INSTRUCTIONS TO FOLLOW: Please copy out all lines of the entries that contain the word "delivered".

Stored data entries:
------

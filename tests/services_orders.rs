use chrono::NaiveDate;

use studio_orders::domain::customer::Customer;
use studio_orders::domain::loyalty::{LoyaltySettings, PointEvent};
use studio_orders::domain::order::{OrderPriority, OrderStatus};
use studio_orders::domain::product::Product;
use studio_orders::forms::customers::RegisterCustomerForm;
use studio_orders::forms::loyalty::{AdjustPointsForm, ManualEventKind};
use studio_orders::forms::orders::{AddOrderForm, OrderItemForm};
use studio_orders::forms::products::AddProductForm;
use studio_orders::repository::DieselRepository;
use studio_orders::services::customers::ReferrerLookup;
use studio_orders::services::orders::OrdersQuery;
use studio_orders::services::{ServiceError, customers, loyalty, orders, products};

mod common;

fn order_date() -> NaiveDate {
    NaiveDate::from_ymd_opt(2024, 5, 10).unwrap()
}

fn register(
    repo: &DieselRepository,
    first_name: &str,
    last_name: &str,
    phone: &str,
    referred_by: Option<i32>,
) -> Customer {
    let form = RegisterCustomerForm {
        first_name: first_name.to_string(),
        last_name: last_name.to_string(),
        phone: phone.to_string(),
        birth_date: None,
        note: None,
        referred_by,
    };
    customers::register_customer(repo, form, &LoyaltySettings::default())
        .expect("registration should succeed")
        .customer
}

fn catalog_product(repo: &DieselRepository, size: &str, price: i64) -> Product {
    let form = AddProductForm {
        size: size.to_string(),
        kind: Some("canvas".to_string()),
        color: None,
        price,
        default_discount: 0,
        description: None,
    };
    products::register_product(repo, form).expect("product registration should succeed")
}

fn order_form(customer_id: i32, product_id: i32, quantity: i32) -> AddOrderForm {
    AddOrderForm {
        customer_id,
        order_date: order_date(),
        delivery_days: 7,
        priority: OrderPriority::Normal,
        description: None,
        discount: 0,
        payment: 0,
        items: vec![OrderItemForm {
            product_id,
            quantity,
        }],
    }
}

#[test]
fn order_flow_settles_points_through_the_services() {
    let test_db = common::TestDb::new();
    let repo = DieselRepository::new(test_db.pool());
    let settings = LoyaltySettings::default();

    let sara = register(&repo, "Sara", "Ahmadi", "09121111111", None);

    let referrer = customers::resolve_referrer(&repo, ReferrerLookup::Phone(" 09121111111 ".into()))
        .expect("referrer lookup should succeed");
    assert_eq!(referrer.id, sara.id);

    let maryam = register(&repo, "Maryam", "Karimi", "09122222222", Some(referrer.id));

    let product = catalog_product(&repo, "30x40", 40_000);

    let form = AddOrderForm {
        description: Some("Wedding album".to_string()),
        discount: 5_000,
        payment: 20_000,
        ..order_form(maryam.id, product.id, 2)
    };
    let outcome = orders::create_order(&repo, form, &settings).expect("order should be created");
    assert_eq!(outcome.order.subtotal, 80_000);
    assert_eq!(outcome.order.total, 75_000);
    assert_eq!(outcome.order.balance, 55_000);
    assert!(outcome.settlement.is_none());

    let completed =
        orders::change_order_status(&repo, outcome.order.id, OrderStatus::Completed, &settings)
            .expect("status change should succeed");
    let settlement = completed.settlement.expect("completion settles points");
    assert_eq!(settlement.customer_id, maryam.id);
    assert_eq!(settlement.delta, 75);

    let profile =
        customers::load_customer_profile(&repo, maryam.id).expect("profile should load");
    assert_eq!(profile.customer.points, 75);
    assert_eq!(profile.orders.len(), 1);
    assert_eq!(profile.point_history.len(), 1);
    assert_eq!(profile.point_history[0].event, PointEvent::Order);
    assert_eq!(profile.point_history[0].related_id, Some(outcome.order.id));
    let referred_via = profile.referred_via.expect("referral link should exist");
    assert_eq!(referred_via.referrer_id, sara.id);

    let referrer_profile =
        customers::load_customer_profile(&repo, sara.id).expect("profile should load");
    assert_eq!(referrer_profile.customer.points, 100);
    assert_eq!(referrer_profile.referrals.len(), 1);
    assert_eq!(referrer_profile.point_history.len(), 1);
    assert_eq!(referrer_profile.point_history[0].event, PointEvent::Referral);
}

#[test]
fn order_listing_filters_match_the_stored_orders() {
    let test_db = common::TestDb::new();
    let repo = DieselRepository::new(test_db.pool());
    let settings = LoyaltySettings::default();

    let customer = register(&repo, "Sara", "Ahmadi", "09121111111", None);
    let product = catalog_product(&repo, "30x40", 40_000);

    let wedding = orders::create_order(
        &repo,
        AddOrderForm {
            description: Some("Wedding album shoot".to_string()),
            ..order_form(customer.id, product.id, 1)
        },
        &settings,
    )
    .expect("order should be created");

    let urgent = orders::create_order(
        &repo,
        AddOrderForm {
            priority: OrderPriority::High,
            ..order_form(customer.id, product.id, 1)
        },
        &settings,
    )
    .expect("order should be created");

    let delivered = orders::create_order(
        &repo,
        order_form(customer.id, product.id, 2),
        &settings,
    )
    .expect("order should be created");
    orders::change_order_status(&repo, delivered.order.id, OrderStatus::Completed, &settings)
        .expect("status change should succeed");

    let page = orders::load_orders(&repo, OrdersQuery::default()).expect("list should load");
    assert_eq!(page.orders.items.len(), 3);
    assert_eq!(page.orders.total_pages(), 1);

    let page = orders::load_orders(
        &repo,
        OrdersQuery {
            status: Some(OrderStatus::Completed),
            ..OrdersQuery::default()
        },
    )
    .expect("list should load");
    assert_eq!(page.orders.items.len(), 1);
    assert_eq!(page.orders.items[0].id, delivered.order.id);

    let page = orders::load_orders(
        &repo,
        OrdersQuery {
            priority: Some(OrderPriority::High),
            ..OrdersQuery::default()
        },
    )
    .expect("list should load");
    assert_eq!(page.orders.items.len(), 1);
    assert_eq!(page.orders.items[0].id, urgent.order.id);

    let page = orders::load_orders(
        &repo,
        OrdersQuery {
            search: Some("wedding".to_string()),
            ..OrdersQuery::default()
        },
    )
    .expect("list should load");
    assert_eq!(page.orders.items.len(), 1);
    assert_eq!(page.orders.items[0].id, wedding.order.id);
}

#[test]
fn manual_events_reach_the_audit_trail() {
    let test_db = common::TestDb::new();
    let repo = DieselRepository::new(test_db.pool());
    let settings = LoyaltySettings::default();

    let customer = register(&repo, "Sara", "Ahmadi", "09121111111", None);

    let settlement = loyalty::adjust_points(
        &repo,
        AdjustPointsForm {
            customer_id: customer.id,
            points: 250,
            kind: ManualEventKind::Bonus,
        },
        &settings,
    )
    .expect("bonus should settle");
    assert_eq!(settlement.points, 250);

    let settlement = loyalty::adjust_points(
        &repo,
        AdjustPointsForm {
            customer_id: customer.id,
            points: -50,
            kind: ManualEventKind::Adjustment,
        },
        &settings,
    )
    .expect("adjustment should settle");
    assert_eq!(settlement.points, 200);

    let history =
        loyalty::load_point_history(&repo, customer.id).expect("history should load");
    assert_eq!(history.len(), 2);
    assert_eq!(history[0].points, -50);
    assert_eq!(history[0].event, PointEvent::Adjustment);
    assert_eq!(history[1].points, 250);
    assert_eq!(history[1].event, PointEvent::Bonus);

    let err = loyalty::adjust_points(
        &repo,
        AdjustPointsForm {
            customer_id: 999,
            points: 10,
            kind: ManualEventKind::Bonus,
        },
        &settings,
    )
    .expect_err("unknown customer should fail");
    assert!(matches!(err, ServiceError::NotFound));
}

#[test]
fn customer_removal_respects_linked_orders() {
    let test_db = common::TestDb::new();
    let repo = DieselRepository::new(test_db.pool());
    let settings = LoyaltySettings::default();

    let customer = register(&repo, "Sara", "Ahmadi", "09121111111", None);
    let product = catalog_product(&repo, "30x40", 40_000);
    let outcome = orders::create_order(
        &repo,
        order_form(customer.id, product.id, 1),
        &settings,
    )
    .expect("order should be created");

    let err = customers::remove_customer(&repo, customer.id)
        .expect_err("linked customer should not be deletable");
    assert!(matches!(err, ServiceError::Conflict(_)));

    orders::remove_order(&repo, outcome.order.id).expect("order removal should succeed");
    customers::remove_customer(&repo, customer.id).expect("customer removal should succeed");

    let err = customers::load_customer_profile(&repo, customer.id)
        .expect_err("profile of a deleted customer");
    assert!(matches!(err, ServiceError::NotFound));
}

------

ANSWER SPACE:
    let delivered = orders::create_order(
    orders::change_order_status(&repo, delivered.order.id, OrderStatus::Completed, &settings)
    assert_eq!(page.orders.items[0].id, delivered.order.id);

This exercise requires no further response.